A Procuradoria-Geral da República (PGR) solicitou ao Supremo Tribunal Federal (STF) a abertura de um inquérito contra o deputado federal licenciado Eduardo Bolsonaro (PL-SP) por supostas ações realizadas nos Estados Unidos que poderiam configurar atentado contra a soberania nacional e contra autoridades brasileiras.
O pedido está sob análise do ministro Alexandre de Moraes e se baseia em declarações públicas, postagens nas redes sociais e entrevistas concedidas por Eduardo.
De acordo com a PGR, os conteúdos possuem tom intimidador contra agentes públicos do Ministério Público, do Judiciário e da investigação criminal no Brasil.
Segundo o documento, as manifestações do deputado teriam como objetivo gerar sanções internacionais contra membros do Judiciário brasileiro, além de tentar interferir diretamente em processos que envolvem o ex-presidente Jair Bolsonaro e aliados. A Procuradoria entende que Eduardo tenta exercer pressão externa sobre decisões judiciais e investigações em andamento no país.
No pedido, a PGR também solicita que a Polícia Federal tome depoimento do ex-presidente Jair Bolsonaro, citado como possível beneficiário direto dessas ações. Segundo o documento, Jair Bolsonaro teria declarado ser o responsável pelo custeio da permanência do filho nos Estados Unidos. Eduardo está licenciado do mandato na Câmara dos Deputados, sem receber salário, por interesse pessoal.

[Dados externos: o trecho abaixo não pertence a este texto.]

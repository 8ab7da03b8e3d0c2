//! # Skip-List Ordered Index
//!
//! An ordered index built entirely out of an open-addressing map chunk: no
//! tree, no host-language pointers, no rebalancing. Every stored key's
//! payload area is extended with a *column* — a probabilistic height plus
//! forward pointers expressed as plain slot indices into the same map —
//! which yields logarithmic expected-time ordered insert, remove, lookup
//! and range scans over data that is nothing but bytes in a chunk.
//!
//! ## Column Layout
//!
//! The backing map is created with a fixed payload of
//! `1 + 4 × max_height + user_payload_size` bytes:
//!
//! ```text
//! Offset            Size             Description
//! ------            ----             ------------------------------------
//! 0                 1                height: levels in use for this key
//! 1                 4 × max_height   level pointers (i32 slot index, -1 = none)
//! 1+4×max_height    user size        caller payload
//! ```
//!
//! Level 0 is always the *back* link; level 1 is the primary forward chain
//! that visits every key in order; higher levels skip geometrically further
//! ahead. Every column reserves all `max_height` pointer slots so that the
//! map's fixed-size payload contract holds; the height byte says how many
//! are meaningful.
//!
//! ## The Head Sentinel
//!
//! Each list reserves one key as the head sentinel, inserted at full height
//! when the list is created. The head is excluded from counts and from all
//! user-visible iteration, and user keys must never collide with it —
//! `add` rejects the head key outright. By convention callers pick a key
//! that sorts strictly before all user keys (the empty key for
//! variable-size maps, all zero bytes otherwise).
//!
//! ## Heights
//!
//! `max_height` is a pure function of map capacity (one level of headroom
//! per doubling), so reopening a chunk always reconstructs the same
//! geometry. New columns draw their height geometrically: start at 2, grow
//! while a fair coin lands heads, capped below `max_height`.
//!
//! ## Growth
//!
//! Like the map underneath, a skip list never grows in place. `copy_to`
//! re-inserts every live key into a larger list, rebuilding columns fresh;
//! the statistical height distribution is preserved, individual heights are
//! not.

pub mod store;

use std::cmp::Ordering;

use rand::rngs::SmallRng;
use rand::SeedableRng;

use crate::map::MapContext;

/// Pointer slots are 4-byte slot indices; -1 marks the absent pointer.
pub const COLUMN_KEY_SIZE: u32 = 4;

const MAX_COLUMN_HEIGHT: u8 = 32;

pub type KeyComparator = fn(&[u8], &[u8]) -> Ordering;

/// Unsigned byte-wise ordering; the default comparator.
pub fn lexicographic(a: &[u8], b: &[u8]) -> Ordering {
    a.cmp(b)
}

/// Half-open key range `[start, stop)` for range scans.
#[derive(Debug, Clone)]
pub struct KeyRange {
    pub start_inclusive: Vec<u8>,
    pub stop_exclusive: Vec<u8>,
}

impl KeyRange {
    pub fn new(start_inclusive: impl Into<Vec<u8>>, stop_exclusive: impl Into<Vec<u8>>) -> Self {
        Self {
            start_inclusive: start_inclusive.into(),
            stop_exclusive: stop_exclusive.into(),
        }
    }

    pub fn contains(&self, key: &[u8], comparator: KeyComparator) -> bool {
        comparator(key, &self.start_inclusive) != Ordering::Less
            && comparator(key, &self.stop_exclusive) == Ordering::Less
    }
}

/// An ordered view over one map chunk: the backing map context plus the
/// sentinel bookkeeping and the comparator that defines key order.
pub struct SkipListMapContext {
    pub map: MapContext,
    head_index: u32,
    head_key: Vec<u8>,
    max_height: u8,
    comparator: KeyComparator,
    rng: SmallRng,
}

impl std::fmt::Debug for SkipListMapContext {
    fn fmt(&self, f: &mut std::fmt::Formatter<'_>) -> std::fmt::Result {
        f.debug_struct("SkipListMapContext")
            .field("map", &self.map)
            .field("head_index", &self.head_index)
            .field("max_height", &self.max_height)
            .finish_non_exhaustive()
    }
}

impl SkipListMapContext {
    pub(crate) fn new(
        map: MapContext,
        head_index: u32,
        head_key: Vec<u8>,
        comparator: KeyComparator,
    ) -> Self {
        let max_height = height_fit(map.capacity);
        Self {
            map,
            head_index,
            head_key,
            max_height,
            comparator,
            rng: SmallRng::from_entropy(),
        }
    }

    pub fn head_index(&self) -> u32 {
        self.head_index
    }

    pub fn head_key(&self) -> &[u8] {
        &self.head_key
    }

    pub fn max_height(&self) -> u8 {
        self.max_height
    }

    pub fn comparator(&self) -> KeyComparator {
        self.comparator
    }

    pub(crate) fn rng(&mut self) -> &mut SmallRng {
        &mut self.rng
    }

    /// Bytes of caller payload per entry, after the pointer column.
    pub fn user_payload_size(&self) -> u32 {
        self.map.payload_size - column_size(self.max_height)
    }
}

/// Pointer-column bytes for a given maximum height.
pub fn column_size(max_height: u8) -> u32 {
    1 + COLUMN_KEY_SIZE * max_height as u32
}

/// Maximum column height for a map of `capacity` slots: one level of
/// headroom per doubling, floored at 2, capped at 32.
pub fn height_fit(capacity: u32) -> u8 {
    for i in 1..=64u32 {
        if (capacity as u64) < (1u64 << i) {
            return ((1 + i) as u8).min(MAX_COLUMN_HEIGHT).max(2);
        }
    }
    MAX_COLUMN_HEIGHT
}

/// Draw a column height from `random_bits`: start at 2, one more level per
/// trailing one bit, always strictly below `max_height` (the head sentinel
/// alone stands at full height).
pub fn column_height(random_bits: u64, max_height: u8) -> u8 {
    let mut height = 2u8;
    let mut bits = random_bits;
    while bits & 1 == 1 {
        if height + 1 >= max_height {
            break;
        }
        height += 1;
        bits >>= 1;
    }
    height
}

A investigação também cita que o ex-ministro do governo Bolsonaro, Gilson Machado, estaria realizando uma vaquinha virtual para financiar a estadia de Eduardo no exterior e prestando contas dos valores diretamente ao ex-presidente.
A PGR pediu ainda que sejam preservados e monitorados os conteúdos divulgados nas redes sociais de Eduardo Bolsonaro, além da oitiva de autoridades diplomáticas brasileiras que atuam nos Estados Unidos.
O deputado federal Lindbergh Farias (PT-RJ) também deverá prestar esclarecimentos, já que há informações de que ele teria feito uma representação formal contra Eduardo Bolsonaro na Câmara dos Deputados. Caso isso se confirme, a Procuradoria solicita o envio dos documentos e dados atualizados sobre a tramitação da denúncia.
Por fim, a PGR defende que Eduardo Bolsonaro seja formalmente notificado, mesmo estando fora do país, para que apresente sua defesa por escrito, destacando que ele continua ativo nas redes sociais.